[Collected data entries]
——

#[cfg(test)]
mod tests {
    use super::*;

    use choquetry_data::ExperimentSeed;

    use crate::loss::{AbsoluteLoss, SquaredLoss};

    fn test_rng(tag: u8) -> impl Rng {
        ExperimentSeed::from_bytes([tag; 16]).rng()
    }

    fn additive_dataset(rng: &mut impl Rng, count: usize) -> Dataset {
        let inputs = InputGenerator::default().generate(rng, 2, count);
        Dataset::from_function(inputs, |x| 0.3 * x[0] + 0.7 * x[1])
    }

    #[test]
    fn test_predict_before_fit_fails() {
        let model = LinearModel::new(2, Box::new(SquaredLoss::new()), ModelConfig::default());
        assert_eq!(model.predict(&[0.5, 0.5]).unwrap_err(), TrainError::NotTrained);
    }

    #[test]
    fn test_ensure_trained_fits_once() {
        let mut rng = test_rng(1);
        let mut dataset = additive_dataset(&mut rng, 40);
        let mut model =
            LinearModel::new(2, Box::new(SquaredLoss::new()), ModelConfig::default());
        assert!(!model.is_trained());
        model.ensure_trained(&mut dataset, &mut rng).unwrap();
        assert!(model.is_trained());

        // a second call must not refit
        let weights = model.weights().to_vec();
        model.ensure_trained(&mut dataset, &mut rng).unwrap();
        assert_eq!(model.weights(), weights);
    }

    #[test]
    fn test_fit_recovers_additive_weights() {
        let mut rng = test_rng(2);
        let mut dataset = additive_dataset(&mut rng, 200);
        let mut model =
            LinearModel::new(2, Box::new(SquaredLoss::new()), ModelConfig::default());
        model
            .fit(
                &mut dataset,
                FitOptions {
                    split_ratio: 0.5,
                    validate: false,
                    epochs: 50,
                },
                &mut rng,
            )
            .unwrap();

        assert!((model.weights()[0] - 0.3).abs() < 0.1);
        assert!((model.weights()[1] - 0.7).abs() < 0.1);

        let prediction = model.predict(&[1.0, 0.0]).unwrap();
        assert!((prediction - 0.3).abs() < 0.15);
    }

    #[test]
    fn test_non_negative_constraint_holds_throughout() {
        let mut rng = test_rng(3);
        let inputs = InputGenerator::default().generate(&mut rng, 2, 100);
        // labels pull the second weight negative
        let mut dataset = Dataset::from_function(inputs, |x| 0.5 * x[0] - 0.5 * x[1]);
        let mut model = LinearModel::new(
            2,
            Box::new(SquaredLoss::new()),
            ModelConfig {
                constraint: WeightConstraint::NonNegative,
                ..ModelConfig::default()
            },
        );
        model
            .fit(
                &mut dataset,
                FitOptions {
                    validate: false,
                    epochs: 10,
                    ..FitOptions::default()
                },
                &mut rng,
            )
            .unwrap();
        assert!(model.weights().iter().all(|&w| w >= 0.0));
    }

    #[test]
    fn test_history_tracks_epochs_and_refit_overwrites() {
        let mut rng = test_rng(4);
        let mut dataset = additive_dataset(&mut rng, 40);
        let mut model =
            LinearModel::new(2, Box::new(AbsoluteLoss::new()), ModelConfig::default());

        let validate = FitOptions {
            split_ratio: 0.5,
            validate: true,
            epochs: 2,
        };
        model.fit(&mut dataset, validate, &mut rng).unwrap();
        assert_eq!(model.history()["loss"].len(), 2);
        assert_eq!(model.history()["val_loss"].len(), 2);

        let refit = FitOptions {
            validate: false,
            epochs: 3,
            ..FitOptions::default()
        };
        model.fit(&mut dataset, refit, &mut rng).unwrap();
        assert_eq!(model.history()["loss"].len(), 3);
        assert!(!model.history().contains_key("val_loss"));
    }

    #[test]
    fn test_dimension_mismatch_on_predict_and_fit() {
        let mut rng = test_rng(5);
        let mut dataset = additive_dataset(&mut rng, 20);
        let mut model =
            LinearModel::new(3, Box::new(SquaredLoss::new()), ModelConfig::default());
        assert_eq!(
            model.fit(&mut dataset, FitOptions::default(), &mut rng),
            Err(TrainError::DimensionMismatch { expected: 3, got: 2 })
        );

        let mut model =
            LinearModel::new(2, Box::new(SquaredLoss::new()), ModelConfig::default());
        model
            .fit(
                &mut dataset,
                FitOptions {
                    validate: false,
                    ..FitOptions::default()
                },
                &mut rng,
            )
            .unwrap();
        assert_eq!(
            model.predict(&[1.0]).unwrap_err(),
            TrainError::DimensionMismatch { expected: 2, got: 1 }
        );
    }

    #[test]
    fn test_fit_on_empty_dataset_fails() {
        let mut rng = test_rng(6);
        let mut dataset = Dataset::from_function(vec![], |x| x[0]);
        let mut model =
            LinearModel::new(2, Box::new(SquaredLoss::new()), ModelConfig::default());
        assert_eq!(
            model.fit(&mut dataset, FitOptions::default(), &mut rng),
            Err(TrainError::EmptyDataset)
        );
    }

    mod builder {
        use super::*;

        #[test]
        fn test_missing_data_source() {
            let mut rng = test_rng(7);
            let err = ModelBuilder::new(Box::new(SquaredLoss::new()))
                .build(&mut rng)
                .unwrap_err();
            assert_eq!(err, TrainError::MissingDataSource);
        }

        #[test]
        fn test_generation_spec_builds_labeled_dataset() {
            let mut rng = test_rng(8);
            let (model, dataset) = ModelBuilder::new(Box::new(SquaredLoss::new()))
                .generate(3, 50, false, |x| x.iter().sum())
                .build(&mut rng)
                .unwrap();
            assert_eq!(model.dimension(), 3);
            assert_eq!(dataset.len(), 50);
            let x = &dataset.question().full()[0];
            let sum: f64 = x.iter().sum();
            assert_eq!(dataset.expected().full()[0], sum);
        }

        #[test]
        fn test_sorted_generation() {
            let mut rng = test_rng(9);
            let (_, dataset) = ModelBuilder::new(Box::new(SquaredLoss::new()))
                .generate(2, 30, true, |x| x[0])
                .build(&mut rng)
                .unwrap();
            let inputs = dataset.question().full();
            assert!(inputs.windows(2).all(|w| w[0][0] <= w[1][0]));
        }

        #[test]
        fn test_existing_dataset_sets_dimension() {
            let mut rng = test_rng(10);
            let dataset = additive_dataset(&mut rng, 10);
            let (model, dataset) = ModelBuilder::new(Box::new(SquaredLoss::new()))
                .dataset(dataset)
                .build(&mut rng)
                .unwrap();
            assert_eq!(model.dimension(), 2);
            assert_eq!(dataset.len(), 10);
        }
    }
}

——

Write out the data a second time, exactly the same.

- _RESPONSE TO THIS TASK_:
#[cfg(test)]
mod tests {
    use super::*;

    use choquetry_data::ExperimentSeed;

    use crate::loss::{AbsoluteLoss, SquaredLoss};

    fn test_rng(tag: u8) -> impl Rng {
        ExperimentSeed::from_bytes([tag; 16]).rng()
    }

    fn additive_dataset(rng: &mut impl Rng, count: usize) -> Dataset {
        let inputs = InputGenerator::default().generate(rng, 2, count);
        Dataset::from_function(inputs, |x| 0.3 * x[0] + 0.7 * x[1])
    }

    #[test]
    fn test_predict_before_fit_fails() {
        let model = LinearModel::new(2, Box::new(SquaredLoss::new()), ModelConfig::default());
        assert_eq!(model.predict(&[0.5, 0.5]).unwrap_err(), TrainError::NotTrained);
    }

    #[test]
    fn test_ensure_trained_fits_once() {
        let mut rng = test_rng(1);
        let mut dataset = additive_dataset(&mut rng, 40);
        let mut model =
            LinearModel::new(2, Box::new(SquaredLoss::new()), ModelConfig::default());
        assert!(!model.is_trained());
        model.ensure_trained(&mut dataset, &mut rng).unwrap();
        assert!(model.is_trained());

        // a second call must not refit
        let weights = model.weights().to_vec();
        model.ensure_trained(&mut dataset, &mut rng).unwrap();
        assert_eq!(model.weights(), weights);
    }

    #[test]
    fn test_fit_recovers_additive_weights() {
        let mut rng = test_rng(2);
        let mut dataset = additive_dataset(&mut rng, 200);
        let mut model =
            LinearModel::new(2, Box::new(SquaredLoss::new()), ModelConfig::default());
        model
            .fit(
                &mut dataset,
                FitOptions {
                    split_ratio: 0.5,
                    validate: false,
                    epochs: 50,
                },
                &mut rng,
            )
            .unwrap();

        assert!((model.weights()[0] - 0.3).abs() < 0.1);
        assert!((model.weights()[1] - 0.7).abs() < 0.1);

        let prediction = model.predict(&[1.0, 0.0]).unwrap();
        assert!((prediction - 0.3).abs() < 0.15);
    }

    #[test]
    fn test_non_negative_constraint_holds_throughout() {
        let mut rng = test_rng(3);
        let inputs = InputGenerator::default().generate(&mut rng, 2, 100);
        // labels pull the second weight negative
        let mut dataset = Dataset::from_function(inputs, |x| 0.5 * x[0] - 0.5 * x[1]);
        let mut model = LinearModel::new(
            2,
            Box::new(SquaredLoss::new()),
            ModelConfig {
                constraint: WeightConstraint::NonNegative,
                ..ModelConfig::default()
            },
        );
        model
            .fit(
                &mut dataset,
                FitOptions {
                    validate: false,
                    epochs: 10,
                    ..FitOptions::default()
                },
                &mut rng,
            )
            .unwrap();
        assert!(model.weights().iter().all(|&w| w >= 0.0));
    }

    #[test]
    fn test_history_tracks_epochs_and_refit_overwrites() {
        let mut rng = test_rng(4);
        let mut dataset = additive_dataset(&mut rng, 40);
        let mut model =
            LinearModel::new(2, Box::new(AbsoluteLoss::new()), ModelConfig::default());

        let validate = FitOptions {
            split_ratio: 0.5,
            validate: true,
            epochs: 2,
        };
        model.fit(&mut dataset, validate, &mut rng).unwrap();
        assert_eq!(model.history()["loss"].len(), 2);
        assert_eq!(model.history()["val_loss"].len(), 2);

        let refit = FitOptions {
            validate: false,
            epochs: 3,
            ..FitOptions::default()
        };
        model.fit(&mut dataset, refit, &mut rng).unwrap();
        assert_eq!(model.history()["loss"].len(), 3);
        assert!(!model.history().contains_key("val_loss"));
    }

    #[test]
    fn test_dimension_mismatch_on_predict_and_fit() {
        let mut rng = test_rng(5);
        let mut dataset = additive_dataset(&mut rng, 20);
        let mut model =
            LinearModel::new(3, Box::new(SquaredLoss::new()), ModelConfig::default());
        assert_eq!(
            model.fit(&mut dataset, FitOptions::default(), &mut rng),
            Err(TrainError::DimensionMismatch { expected: 3, got: 2 })
        );

        let mut model =
            LinearModel::new(2, Box::new(SquaredLoss::new()), ModelConfig::default());
        model
            .fit(
                &mut dataset,
                FitOptions {
                    validate: false,
                    ..FitOptions::default()
                },
                &mut rng,
            )
            .unwrap();
        assert_eq!(
            model.predict(&[1.0]).unwrap_err(),
            TrainError::DimensionMismatch { expected: 2, got: 1 }
        );
    }

    #[test]
    fn test_fit_on_empty_dataset_fails() {
        let mut rng = test_rng(6);
        let mut dataset = Dataset::from_function(vec![], |x| x[0]);
        let mut model =
            LinearModel::new(2, Box::new(SquaredLoss::new()), ModelConfig::default());
        assert_eq!(
            model.fit(&mut dataset, FitOptions::default(), &mut rng),
            Err(TrainError::EmptyDataset)
        );
    }

    mod builder {
        use super::*;

        #[test]
        fn test_missing_data_source() {
            let mut rng = test_rng(7);
            let err = ModelBuilder::new(Box::new(SquaredLoss::new()))
                .build(&mut rng)
                .unwrap_err();
            assert_eq!(err, TrainError::MissingDataSource);
        }

        #[test]
        fn test_generation_spec_builds_labeled_dataset() {
            let mut rng = test_rng(8);
            let (model, dataset) = ModelBuilder::new(Box::new(SquaredLoss::new()))
                .generate(3, 50, false, |x| x.iter().sum())
                .build(&mut rng)
                .unwrap();
            assert_eq!(model.dimension(), 3);
            assert_eq!(dataset.len(), 50);
            let x = &dataset.question().full()[0];
            let sum: f64 = x.iter().sum();
            assert_eq!(dataset.expected().full()[0], sum);
        }

        #[test]
        fn test_sorted_generation() {
            let mut rng = test_rng(9);
            let (_, dataset) = ModelBuilder::new(Box::new(SquaredLoss::new()))
                .generate(2, 30, true, |x| x[0])
                .build(&mut rng)
                .unwrap();
            let inputs = dataset.question().full();
            assert!(inputs.windows(2).all(|w| w[0][0] <= w[1][0]));
        }

        #[test]
        fn test_existing_dataset_sets_dimension() {
            let mut rng = test_rng(10);
            let dataset = additive_dataset(&mut rng, 10);
            let (model, dataset) = ModelBuilder::new(Box::new(SquaredLoss::new()))
                .dataset(dataset)
                .build(&mut rng)
                .unwrap();
            assert_eq!(model.dimension(), 2);
            assert_eq!(dataset.len(), 10);
        }
    }
}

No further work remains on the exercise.